#### What to work on:
All lines from the one with "Self::Failed(message.into())" through the final line of the records below must be written out exactly, with no other text.

#### Listed records:
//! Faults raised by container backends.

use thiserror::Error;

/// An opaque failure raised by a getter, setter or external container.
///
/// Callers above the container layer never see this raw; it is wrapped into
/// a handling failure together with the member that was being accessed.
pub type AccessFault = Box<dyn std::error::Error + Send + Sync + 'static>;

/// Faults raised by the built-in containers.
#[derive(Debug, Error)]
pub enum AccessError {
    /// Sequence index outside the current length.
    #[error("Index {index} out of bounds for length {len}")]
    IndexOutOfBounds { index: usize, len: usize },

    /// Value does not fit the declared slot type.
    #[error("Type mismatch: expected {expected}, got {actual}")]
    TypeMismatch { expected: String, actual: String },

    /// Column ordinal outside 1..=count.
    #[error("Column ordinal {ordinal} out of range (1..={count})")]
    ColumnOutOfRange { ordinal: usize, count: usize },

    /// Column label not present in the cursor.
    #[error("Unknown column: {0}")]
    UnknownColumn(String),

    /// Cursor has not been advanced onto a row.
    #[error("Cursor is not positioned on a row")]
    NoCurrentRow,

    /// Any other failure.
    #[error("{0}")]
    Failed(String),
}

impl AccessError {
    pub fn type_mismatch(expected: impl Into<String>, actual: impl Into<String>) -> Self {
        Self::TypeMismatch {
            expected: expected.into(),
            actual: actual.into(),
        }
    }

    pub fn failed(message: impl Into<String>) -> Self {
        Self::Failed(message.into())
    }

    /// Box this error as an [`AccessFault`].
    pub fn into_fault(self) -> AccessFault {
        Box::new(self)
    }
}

#### Written answer:
        Self::Failed(message.into())
    }

    /// Box this error as an [`AccessFault`].
    pub fn into_fault(self) -> AccessFault {
        Box::new(self)
    }
}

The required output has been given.